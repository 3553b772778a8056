//! Routes inbound channel frames to the handler registered for them
//!
//! A registration is keyed by `(namespace, command, correlation id)`; a frame
//! reaches a handler only when all three match exactly. Frames nobody is
//! waiting for are dropped with a log line, never an error.

use std::collections::HashMap;

use serde_json::{Map, Value};
use termhub_types::{ChannelFrame, CommandRequest, ControlFrame, CorrelationId, ProtocolError};

/// Callback invoked with a frame's payload and the args stored at registration
pub type CommandHandler = Box<dyn FnMut(&Value, &[Value]) + Send>;

#[derive(Debug, Clone, PartialEq, Eq, Hash)]
pub struct RouteKey {
    pub namespace: String,
    pub command: String,
    pub correlation_id: CorrelationId,
}

impl RouteKey {
    pub fn new(namespace: impl Into<String>, command: impl Into<String>) -> Self {
        Self {
            namespace: namespace.into(),
            command: command.into(),
            correlation_id: CorrelationId::default(),
        }
    }

    pub fn with_correlation(mut self, correlation_id: impl Into<CorrelationId>) -> Self {
        self.correlation_id = correlation_id.into();
        self
    }

    fn of(frame: &ChannelFrame) -> Self {
        Self {
            namespace: frame.namespace.clone(),
            command: frame.command.clone(),
            correlation_id: frame.correlation_id.clone(),
        }
    }
}

impl std::fmt::Display for RouteKey {
    fn fmt(&self, f: &mut std::fmt::Formatter<'_>) -> std::fmt::Result {
        write!(f, "{}/{}#{}", self.namespace, self.command, self.correlation_id)
    }
}

pub struct Registration {
    handler: CommandHandler,
    args: Vec<Value>,
    kwargs: Map<String, Value>,
}

impl Registration {
    pub fn new(handler: impl FnMut(&Value, &[Value]) + Send + 'static) -> Self {
        Self {
            handler: Box::new(handler),
            args: Vec::new(),
            kwargs: Map::new(),
        }
    }

    pub fn with_args(mut self, args: Vec<Value>) -> Self {
        self.args = args;
        self
    }

    pub fn with_kwargs(mut self, kwargs: Map<String, Value>) -> Self {
        self.kwargs = kwargs;
        self
    }

    pub fn args(&self) -> &[Value] {
        &self.args
    }

    pub fn kwargs(&self) -> &Map<String, Value> {
        &self.kwargs
    }
}

impl std::fmt::Debug for Registration {
    fn fmt(&self, f: &mut std::fmt::Formatter<'_>) -> std::fmt::Result {
        f.debug_struct("Registration")
            .field("args", &self.args)
            .field("kwargs", &self.kwargs)
            .finish_non_exhaustive()
    }
}

#[derive(Debug, Clone, PartialEq, Eq)]
pub enum DispatchOutcome {
    Delivered,
    Unmatched,
    Malformed(ProtocolError),
}

#[derive(Debug, Default)]
pub struct CommandRouter {
    routes: HashMap<RouteKey, Registration>,
}

impl CommandRouter {
    pub fn new() -> Self {
        Self::default()
    }

    /// Register a handler; a later registration for the same key replaces the earlier one
    ///
    /// Returns whether an existing registration was replaced.
    pub fn register(
        &mut self,
        key: RouteKey,
        registration: Registration,
    ) -> Result<bool, ProtocolError> {
        if key.command.is_empty() {
            return Err(ProtocolError::InvalidRegistration(
                "command must not be empty".to_string(),
            ));
        }
        log::debug!("Registering handler for {}", key);
        Ok(self.routes.insert(key, registration).is_some())
    }

    pub fn deregister(&mut self, key: &RouteKey) -> bool {
        self.routes.remove(key).is_some()
    }

    /// Drop every registration waiting on `correlation_id`, returning how many were removed
    pub fn deregister_correlation(&mut self, correlation_id: &CorrelationId) -> usize {
        let before = self.routes.len();
        self.routes
            .retain(|key, _| &key.correlation_id != correlation_id);
        before - self.routes.len()
    }

    pub fn contains(&self, key: &RouteKey) -> bool {
        self.routes.contains_key(key)
    }

    pub fn len(&self) -> usize {
        self.routes.len()
    }

    pub fn is_empty(&self) -> bool {
        self.routes.is_empty()
    }

    pub fn clear(&mut self) {
        self.routes.clear();
    }

    pub fn dispatch(&mut self, raw: &str) -> DispatchOutcome {
        match ChannelFrame::parse(raw) {
            Ok(frame) => self.dispatch_frame(&frame),
            Err(e) => {
                log::warn!("Dropping malformed frame: {}", e);
                DispatchOutcome::Malformed(e)
            }
        }
    }

    pub fn dispatch_frame(&mut self, frame: &ChannelFrame) -> DispatchOutcome {
        let key = RouteKey::of(frame);
        match self.routes.get_mut(&key) {
            Some(registration) => {
                (registration.handler)(&frame.data, &registration.args);
                DispatchOutcome::Delivered
            }
            None => {
                log::debug!("No handler registered for {}", key);
                DispatchOutcome::Unmatched
            }
        }
    }

    /// Register a response handler for `request` and build the frame that sends it
    ///
    /// The handler is keyed on the request's `unique_id`, so the server's reply
    /// must echo it back.
    pub fn request(
        &mut self,
        namespace: impl Into<String>,
        request: CommandRequest,
        registration: Registration,
    ) -> Result<String, ProtocolError> {
        let key = RouteKey {
            namespace: namespace.into(),
            command: request.func_name.clone(),
            correlation_id: request.unique_id.clone(),
        };
        self.register(key, registration)?;
        Ok(ControlFrame::Command { data: request }.to_json())
    }
}

#[cfg(test)]
mod tests {
    use super::*;
    use pretty_assertions::assert_eq;
    use serde_json::json;
    use std::sync::{Arc, Mutex};

    type Calls = Arc<Mutex<Vec<(Value, Vec<Value>)>>>;

    fn recorder(calls: &Calls) -> Registration {
        let calls = Arc::clone(calls);
        Registration::new(move |data, args| {
            calls.lock().unwrap().push((data.clone(), args.to_vec()));
        })
    }

    #[test]
    fn test_exact_match_delivers_with_stored_args() {
        let calls = Calls::default();
        let mut router = CommandRouter::new();
        let key = RouteKey::new("files", "list").with_correlation(7i64);
        router
            .register(key, recorder(&calls).with_args(vec![json!("ctx")]))
            .unwrap();

        let outcome = router.dispatch(r#"{"app":"files","cmd":"list","unique_id":7,"data":[1]}"#);
        assert_eq!(outcome, DispatchOutcome::Delivered);
        assert_eq!(
            calls.lock().unwrap().clone(),
            vec![(json!([1]), vec![json!("ctx")])]
        );
    }

    #[test]
    fn test_partial_match_is_not_delivered() {
        let calls = Calls::default();
        let mut router = CommandRouter::new();
        router
            .register(RouteKey::new("files", "list").with_correlation(7i64), recorder(&calls))
            .unwrap();

        for raw in [
            r#"{"app":"files","cmd":"list","unique_id":8}"#,
            r#"{"app":"files","cmd":"stat","unique_id":7}"#,
            r#"{"app":"other","cmd":"list","unique_id":7}"#,
        ] {
            assert_eq!(router.dispatch(raw), DispatchOutcome::Unmatched);
        }
        assert!(calls.lock().unwrap().is_empty());
    }

    #[test]
    fn test_last_registration_wins() {
        let first = Calls::default();
        let second = Calls::default();
        let mut router = CommandRouter::new();
        let key = RouteKey::new("chat", "reply");

        assert_eq!(router.register(key.clone(), recorder(&first)), Ok(false));
        assert_eq!(router.register(key, recorder(&second)), Ok(true));
        assert_eq!(router.len(), 1);

        router.dispatch(r#"{"namespace":"chat","command":"reply","correlationId":0}"#);
        assert!(first.lock().unwrap().is_empty());
        assert_eq!(second.lock().unwrap().len(), 1);
    }

    #[test]
    fn test_numeric_string_correlation_matches_number() {
        let calls = Calls::default();
        let mut router = CommandRouter::new();
        router
            .register(RouteKey::new("a", "b").with_correlation(5i64), recorder(&calls))
            .unwrap();
        assert_eq!(
            router.dispatch(r#"{"app":"a","cmd":"b","unique_id":"5"}"#),
            DispatchOutcome::Delivered
        );
    }

    #[test]
    fn test_malformed_frames_are_dropped() {
        let mut router = CommandRouter::new();
        assert!(matches!(
            router.dispatch("{oops"),
            DispatchOutcome::Malformed(ProtocolError::InvalidJson(_))
        ));
        assert_eq!(
            router.dispatch(r#"{"app":"a","unique_id":1}"#),
            DispatchOutcome::Malformed(ProtocolError::MissingField("command"))
        );
    }

    #[test]
    fn test_empty_command_is_rejected() {
        let mut router = CommandRouter::new();
        let result = router.register(RouteKey::new("a", ""), Registration::new(|_, _| {}));
        assert!(matches!(result, Err(ProtocolError::InvalidRegistration(_))));
        assert!(router.is_empty());
    }

    #[test]
    fn test_deregistration() {
        let mut router = CommandRouter::new();
        let a = RouteKey::new("x", "one").with_correlation("req-1");
        let b = RouteKey::new("x", "two").with_correlation("req-1");
        let c = RouteKey::new("x", "one").with_correlation("req-2");
        for key in [&a, &b, &c] {
            router
                .register(key.clone(), Registration::new(|_, _| {}))
                .unwrap();
        }

        assert_eq!(router.deregister_correlation(&CorrelationId::from("req-1")), 2);
        assert!(router.contains(&c));
        assert!(router.deregister(&c));
        assert!(!router.deregister(&c));
        assert!(router.is_empty());
    }

    #[test]
    fn test_request_registers_reply_handler() {
        let calls = Calls::default();
        let mut router = CommandRouter::new();
        let request = CommandRequest::new("list_files", CorrelationId::from("abc"))
            .with_args(vec![json!("/tmp")]);
        let frame = router.request("files", request, recorder(&calls)).unwrap();

        let value: Value = serde_json::from_str(&frame).unwrap();
        assert_eq!(value["type"], "command");
        assert_eq!(value["data"]["func_name"], "list_files");
        assert_eq!(value["data"]["unique_id"], "abc");

        let reply = r#"{"app":"files","cmd":"list_files","unique_id":"abc","data":["a.txt"]}"#;
        assert_eq!(router.dispatch(reply), DispatchOutcome::Delivered);
        assert_eq!(calls.lock().unwrap()[0].0, json!(["a.txt"]));
    }
}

→ **TASK BRIEF**
Check the listing above for lines containing the string "ProtocolError", and copy each one.

→ **PROBLEM SOLUTION**
use termhub_types::{ChannelFrame, CommandRequest, ControlFrame, CorrelationId, ProtocolError};
    Malformed(ProtocolError),
    ) -> Result<bool, ProtocolError> {
            return Err(ProtocolError::InvalidRegistration(
    ) -> Result<String, ProtocolError> {
            DispatchOutcome::Malformed(ProtocolError::InvalidJson(_))
            DispatchOutcome::Malformed(ProtocolError::MissingField("command"))
        assert!(matches!(result, Err(ProtocolError::InvalidRegistration(_))));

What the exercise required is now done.